Far and away the most popular domestic hardwood is red oak. It has a warm, creamy tone that ranges from pink to red with lots of gold mixed in. The grain is even and consistent, like most domestic hardwoods, excepting hickory, and it’s a fairly hard and durable wood.

Hickory is the hardest and most dramatic domestic wood, but even this is still fairly consistent in grain and color – in other words, you know what to expect from lot to lot.

Exotic Hardwood

Exotic hardwoods are often much harder and more durable than domestic. Brazilian cherry, for example, is much harder and richer in color than American cherry. Brazilian walnut is also much harder than American walnut.

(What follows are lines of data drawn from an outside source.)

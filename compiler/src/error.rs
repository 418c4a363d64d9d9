use std::path::PathBuf;

use jvpp_gen_schema::DescriptorError;
use thiserror::Error;

#[derive(Debug, Error)]
pub enum GenError {
    #[error("I/O error: {0}")]
    Io(#[from] std::io::Error),

    #[error(transparent)]
    Descriptor(#[from] DescriptorError),

    #[error("{} folder is missing", .0.display())]
    MissingOutputDirectory(PathBuf),

    #[error("Unknown wire type \"{type_tag}\" in message \"{message}\"")]
    UnknownWireType {
        message:  String,
        type_tag: String,
    },

    #[error("Message \"{0}\" is defined twice")]
    DuplicateMessage(String),

    #[error("Serialization error: {0}")]
    Json(#[from] serde_json::Error),

    #[error("Configuration error: {0}")]
    Config(String),
}
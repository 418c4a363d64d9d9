//! Data transfer objects: one class per request, reply and notification,
//! plus the dump-reply wrappers.

use std::path::{Path, PathBuf};

use crate::{
    classify::ClassifiedMessage,
    config::GeneratorConfig,
    dump_reply::DumpReplyAccumulator,
    error::GenError,
    ir::{CompilationUnit, Field, Member},
    naming::{add_notification_suffix, dump_request_name, resolve_request_name, to_lower_camel},
    output::{ensure_output_dir, write_units},
    traits::Backend,
    types::wire_type_to_java,
    utils::message_javadoc,
};

/// Replies report their status out of band of the data fields.
pub const RETVAL_FIELD: &str = "retval";

/// One field per argument, in order, without the status field of replies.
pub fn dto_fields(message: &ClassifiedMessage<'_>) -> Result<Vec<Field>, GenError> {
    let mut fields = Vec::with_capacity(message.descriptor.args.len());
    for (arg, tag) in message.descriptor.arguments() {
        let name = to_lower_camel(arg);
        if message.class.is_reply() && name == RETVAL_FIELD {
            continue;
        }
        fields.push(Field::new(name, wire_type_to_java(message.name(), tag)?));
    }
    Ok(fields)
}

fn dto_unit(
    config: &GeneratorConfig,
    message: &ClassifiedMessage<'_>,
    class_name: &str,
    description: &str,
    supertype: String,
    fields: &[Field],
) -> Result<CompilationUnit, GenError> {
    let mut unit = CompilationUnit::class(
        format!("{}.{}", config.plugin_package, config.dto_package),
        class_name,
    );
    unit.javadoc = message_javadoc(
        &format!("This class represents {}.", description),
        "dto_gen",
        &config.input_file,
        message.descriptor,
    )?;
    unit.supertypes.push(supertype);
    unit.fields = fields.to_vec();
    unit.members = Member::structural(class_name, fields);
    Ok(unit)
}

pub fn build_dtos(
    messages: &[ClassifiedMessage<'_>],
    config: &GeneratorConfig,
) -> Result<Vec<CompilationUnit>, GenError> {
    let mut units = Vec::new();
    let mut dump_replies = DumpReplyAccumulator::new();

    for message in messages {
        let class = message.class;
        // Control pings are framework DTOs
        if class.is_ignored() || class.is_control_ping() {
            continue;
        }

        let fields = dto_fields(message)?;

        // Requests and replies get their DTO even when the structure is
        // reused as a notification.
        if !class.is_just_notification() {
            let unit = if class.is_reply() {
                let request = if class.is_details() {
                    dump_replies.record(message, config)?;
                    dump_request_name(message.name(), &config.naming)
                } else {
                    resolve_request_name(&message.class_name, message.name(), &config.naming)
                };
                let supertype = format!(
                    "{}<{}>",
                    config.base_dto("JVppReply"),
                    config.plugin_dto(&request)
                );
                dto_unit(config, message, &message.class_name, "reply DTO", supertype, &fields)?
            } else {
                let (description, supertype) = if class.is_dump() {
                    ("dump request DTO", config.base_dto("JVppDump"))
                } else {
                    ("request DTO", config.base_dto("JVppRequest"))
                };
                let mut unit =
                    dto_unit(config, message, &message.class_name, description, supertype, &fields)?;
                unit.members.push(Member::Send {
                    jvpp_type:   format!("{}.JVpp", config.base_package),
                    plugin_jvpp: format!("{}.JVpp{}", config.plugin_package, config.plugin_name),
                    exception:   format!("{}.VppInvocationException", config.base_package),
                    method:      message.method_name.clone(),
                    pass_self:   !fields.is_empty(),
                });
                unit
            };
            units.push(unit);
        }

        if class.is_notification() {
            let class_name = add_notification_suffix(&message.class_name);
            units.push(dto_unit(
                config,
                message,
                &class_name,
                "notification DTO",
                config.base_dto("JVppNotification"),
                &fields,
            )?);
        }
    }

    tracing::debug!("Flushing {} dump reply wrappers", dump_replies.len());
    units.extend(dump_replies.finish(config));
    Ok(units)
}

/// Write the DTO classes into `out_dir`.
pub fn generate_dtos(
    messages: &[ClassifiedMessage<'_>],
    config: &GeneratorConfig,
    out_dir: &Path,
    backend: &dyn Backend,
) -> Result<Vec<PathBuf>, GenError> {
    tracing::info!("Generating DTOs");
    ensure_output_dir(out_dir)?;

    let units = build_dtos(messages, config)?;
    let written = write_units(out_dir, &units, backend)?;
    tracing::info!("Wrote {} DTOs to {}", written.len(), out_dir.display());
    Ok(written)
}

#[cfg(test)]
mod tests {
    use super::*;
    use crate::{classify::classify_all, ir::HashStrategy};
    use jvpp_gen_schema::{ApiDescription, MessageDescriptor};

    fn build(messages: Vec<MessageDescriptor>, config: &GeneratorConfig) -> Vec<CompilationUnit> {
        let api = ApiDescription::new(messages);
        let classified = classify_all(&api, &config.naming);
        build_dtos(&classified, config).expect("dtos build")
    }

    fn find<'a>(units: &'a [CompilationUnit], name: &str) -> &'a CompilationUnit {
        units
            .iter()
            .find(|u| u.name == name)
            .unwrap_or_else(|| panic!("no unit named {}", name))
    }

    #[test]
    fn reply_drops_status_field() {
        let config = GeneratorConfig::default();
        let units = build(
            vec![MessageDescriptor::new(
                "show_version_reply",
                ["context", "retval", "program"],
                ["i32", "i32", "string"],
            )],
            &config,
        );
        assert_eq!(units.len(), 1);
        let reply = &units[0];
        assert_eq!(reply.name, "ShowVersionReply");
        assert_eq!(reply.field_names(), vec!["context", "program"]);
        assert_eq!(
            reply.supertypes,
            vec!["io.fd.vpp.jvpp.dto.JVppReply<io.fd.vpp.jvpp.core.dto.ShowVersion>"]
        );
    }

    #[test]
    fn requests_dispatch_themselves() {
        let config = GeneratorConfig::default();
        let units = build(
            vec![
                MessageDescriptor::new("show_version", Vec::<String>::new(), Vec::<String>::new()),
                MessageDescriptor::new("sw_interface_dump", ["name_filter"], ["u8[]"]),
            ],
            &config,
        );

        let show = find(&units, "ShowVersion");
        assert_eq!(show.supertypes, vec!["io.fd.vpp.jvpp.dto.JVppRequest"]);
        assert!(show.members.contains(&Member::Send {
            jvpp_type:   "io.fd.vpp.jvpp.JVpp".into(),
            plugin_jvpp: "io.fd.vpp.jvpp.core.JVppCore".into(),
            exception:   "io.fd.vpp.jvpp.VppInvocationException".into(),
            method:      "showVersion".into(),
            pass_self:   false,
        }));

        let dump = find(&units, "SwInterfaceDump");
        assert_eq!(dump.supertypes, vec!["io.fd.vpp.jvpp.dto.JVppDump"]);
        assert_eq!(dump.hash_strategy(), Some(&HashStrategy::SingleArray("nameFilter".into())));
        assert!(dump
            .members
            .iter()
            .any(|m| matches!(m, Member::Send { pass_self: true, .. })));
    }

    #[test]
    fn reused_notification_gets_second_dto() {
        let config = GeneratorConfig::default();
        let units = build(
            vec![
                MessageDescriptor::new(
                    "sw_interface_set_flags",
                    ["sw_if_index", "admin_up_down"],
                    ["u32", "u8"],
                ),
                MessageDescriptor::new("ip4_arp_event", ["address"], ["u32"]),
            ],
            &config,
        );
        let names: Vec<_> = units.iter().map(|u| u.name.as_str()).collect();
        assert_eq!(
            names,
            vec!["SwInterfaceSetFlags", "SwInterfaceSetFlagsNotification", "Ip4ArpEventNotification"]
        );
        let notification = find(&units, "SwInterfaceSetFlagsNotification");
        assert_eq!(notification.supertypes, vec!["io.fd.vpp.jvpp.dto.JVppNotification"]);
        assert!(notification.members.contains(&Member::ToString {
            class_name: "SwInterfaceSetFlagsNotification".into(),
            fields:     notification.fields.clone(),
        }));
    }

    #[test]
    fn details_reply_points_at_dump_and_feeds_wrapper() {
        let config = GeneratorConfig::default();
        let units = build(
            vec![
                MessageDescriptor::new("bridge_domain_details", ["context", "bd_id"], ["u32", "u32"]),
                MessageDescriptor::new(
                    "bridge_domain_sw_if_details",
                    ["context", "sw_if_index"],
                    ["u32", "u32"],
                ),
            ],
            &config,
        );
        let names: Vec<_> = units.iter().map(|u| u.name.as_str()).collect();
        assert_eq!(
            names,
            vec!["BridgeDomainDetails", "BridgeDomainSwIfDetails", "BridgeDomainDumpReplyDump"]
        );
        assert_eq!(
            find(&units, "BridgeDomainSwIfDetails").supertypes,
            vec!["io.fd.vpp.jvpp.dto.JVppReply<io.fd.vpp.jvpp.core.dto.BridgeDomainDump>"]
        );
        assert_eq!(
            find(&units, "BridgeDomainDumpReplyDump").field_names(),
            vec!["bridgeDomainDetails", "bridgeDomainSwIfDetails"]
        );
    }

    #[test]
    fn control_ping_and_ignored_are_skipped() {
        let config = GeneratorConfig::default();
        let units = build(
            vec![
                MessageDescriptor::new("control_ping", ["context"], ["u32"]),
                MessageDescriptor::new("control_ping_reply", ["context", "retval"], ["u32", "i32"]),
                MessageDescriptor::new("is_address_reachable", ["context"], ["u32"]),
            ],
            &config,
        );
        assert!(units.is_empty());
    }

    #[test]
    fn unknown_wire_type_aborts() {
        let config = GeneratorConfig::default();
        let api = ApiDescription::new(vec![MessageDescriptor::new("weird", ["x"], ["u128"])]);
        let classified = classify_all(&api, &config.naming);
        assert!(matches!(
            build_dtos(&classified, &config),
            Err(GenError::UnknownWireType { .. })
        ));
    }
}
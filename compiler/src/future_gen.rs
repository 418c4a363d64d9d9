//! The future facade callback: completes the `CompletableFuture` registered
//! for a request when its reply (or its dump) arrives.
//!
//! Notifications are not routed to futures.

use std::path::{Path, PathBuf};

use crate::{
    callback_gen::{dto_reference, GLOBAL_CALLBACK},
    classify::ClassifiedMessage,
    config::GeneratorConfig,
    error::GenError,
    ir::{CompilationUnit, Completion, Member},
    naming::dump_reply_wrapper_name,
    output::{ensure_output_dir, write_units},
    traits::Backend,
};

pub const FACADE_CALLBACK: &str = "FutureJVppFacadeCallback";

/// Future type accumulating the records of a dump.
const DUMP_FUTURE: &str = "FutureJVppFacade.CompletableDumpFuture";

pub fn build_future_facade(messages: &[ClassifiedMessage<'_>], config: &GeneratorConfig) -> CompilationUnit {
    let reply_base = config.base_dto("JVppReply");
    let dump_future = config.base_type(&config.future_package, DUMP_FUTURE);

    let mut unit = CompilationUnit::class(
        format!("{}.{}", config.plugin_package, config.future_package),
        FACADE_CALLBACK,
    );
    unit.javadoc = vec!["Async facade callback setting values to future objects".to_string()];
    unit.supertypes
        .push(config.plugin_type(&config.callback_package, GLOBAL_CALLBACK));
    unit.members.push(Member::FacadeState {
        class_name: FACADE_CALLBACK.to_string(),
        reply_base: reply_base.clone(),
    });

    for message in messages {
        let class = message.class;
        if class.is_notification() || class.is_ignored() || !class.is_reply() {
            continue;
        }

        let completion = if class.is_details() {
            Completion::Details {
                dump_future:  dump_future.clone(),
                wrapper_type: config.plugin_dto(&dump_reply_wrapper_name(message.name(), &config.naming)),
                field:        message.method_name.clone(),
            }
        } else if class.is_control_ping() {
            Completion::ControlPing { dump_future: dump_future.clone() }
        } else {
            Completion::Plain
        };

        unit.members.push(Member::FacadeCallback {
            method:     format!("on{}", message.class_name),
            reply_type: dto_reference(message, &message.class_name, config),
            reply_base: reply_base.clone(),
            completion,
        });
    }

    unit
}

/// Write the facade callback into `out_dir`.
pub fn generate_future_facade(
    messages: &[ClassifiedMessage<'_>],
    config: &GeneratorConfig,
    out_dir: &Path,
    backend: &dyn Backend,
) -> Result<Vec<PathBuf>, GenError> {
    tracing::info!("Generating JVpp future facade");
    ensure_output_dir(out_dir)?;

    let unit = build_future_facade(messages, config);
    write_units(out_dir, &[unit], backend)
}
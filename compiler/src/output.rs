//! Writing rendered units to disk.

use std::fs;
use std::path::{Path, PathBuf};

use crate::{error::GenError, ir::CompilationUnit, traits::Backend};

/// Generators never create their output directory: a missing one means a
/// misconfigured build, reported before anything is written.
pub fn ensure_output_dir(dir: &Path) -> Result<(), GenError> {
    if !dir.is_dir() {
        return Err(GenError::MissingOutputDirectory(dir.to_path_buf()));
    }
    Ok(())
}

/// Render and write every unit as `<dir>/<Name>.<ext>`, returning the paths
/// in write order.
pub fn write_units(
    dir: &Path,
    units: &[CompilationUnit],
    backend: &dyn Backend,
) -> Result<Vec<PathBuf>, GenError> {
    let mut written = Vec::with_capacity(units.len());
    for unit in units {
        let path = dir.join(unit.file_name(backend.extension()));
        fs::write(&path, backend.render(unit))?;
        tracing::debug!("Generated {}", path.display());
        written.push(path);
    }
    Ok(written)
}

#[cfg(test)]
mod tests {
    use super::*;
    use crate::gen_java::JavaBackend;

    #[test]
    fn missing_directory_is_reported() {
        let tmp = tempfile::tempdir().expect("tempdir");
        let missing = tmp.path().join("dto");
        match ensure_output_dir(&missing) {
            Err(GenError::MissingOutputDirectory(path)) => assert_eq!(path, missing),
            other => panic!("expected MissingOutputDirectory, got {:?}", other),
        }
    }

    #[test]
    fn writes_one_file_per_unit() {
        let tmp = tempfile::tempdir().expect("tempdir");
        let units = vec![
            CompilationUnit::interface("p", "A"),
            CompilationUnit::interface("p", "B"),
        ];
        let written = write_units(tmp.path(), &units, &JavaBackend).expect("write");
        assert_eq!(written, vec![tmp.path().join("A.java"), tmp.path().join("B.java")]);
        let text = fs::read_to_string(&written[0]).expect("read back");
        assert!(text.contains("public interface A {"));
    }
}
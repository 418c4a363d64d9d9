use std::path::PathBuf;

use jvpp_gen_schema::ApiDescription;
use serde::Serialize;

use crate::{
    callback_gen::generate_callbacks,
    classify::classify_all,
    config::{GeneratorConfig, OutputLayout},
    dto_gen::generate_dtos,
    error::GenError,
    future_gen::generate_future_facade,
    gen_java::JavaBackend,
    output::ensure_output_dir,
    traits::Backend,
    verifier::verify_api,
};

/// Paths written by each generator, in write order.
#[derive(Debug, Default, Clone, PartialEq, Eq, Serialize)]
pub struct GenerationReport {
    pub callbacks: Vec<PathBuf>,
    pub dtos:      Vec<PathBuf>,
    pub future:    Vec<PathBuf>,
}

impl GenerationReport {
    pub fn total(&self) -> usize {
        self.callbacks.len() + self.dtos.len() + self.future.len()
    }
}

/// Verify `api`, then run the callback, DTO and future facade generators in
/// sequence, printing Java sources.
/// Returns `Err(GenError)` on the first failure; rerunning from scratch is
/// the only recovery.
pub fn compile_api(
    api: &ApiDescription,
    config: &GeneratorConfig,
    layout: &OutputLayout,
) -> Result<GenerationReport, GenError> {
    compile_api_with(api, config, layout, &JavaBackend)
}

pub fn compile_api_with(
    api: &ApiDescription,
    config: &GeneratorConfig,
    layout: &OutputLayout,
    backend: &dyn Backend,
) -> Result<GenerationReport, GenError> {
    config.validate()?;
    verify_api(api, &config.naming)?;
    for dir in [&layout.callback_dir, &layout.dto_dir, &layout.future_dir] {
        ensure_output_dir(dir)?;
    }

    let messages = classify_all(api, &config.naming);
    tracing::info!("Classified {} messages from {}", messages.len(), config.input_file);

    let callbacks = generate_callbacks(&messages, config, &layout.callback_dir, backend)?;
    let dtos = generate_dtos(&messages, config, &layout.dto_dir, backend)?;
    let future = generate_future_facade(&messages, config, &layout.future_dir, backend)?;

    Ok(GenerationReport { callbacks, dtos, future })
}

Exotic hardwoods are also often very dramatic in their coloring and grain pattern. These hardwoods are meant to be noticed. They are often more costly than domestic woods, because of the cost of shipping, but this cost is often offset by the dramatic color and rich veining they posses.

If you want a traditional looking wood floor that will be the backdrop to the rest of your décor – opt for domestic. For those that want the floor to become the centerpiece of the room – exotic may be the way to go.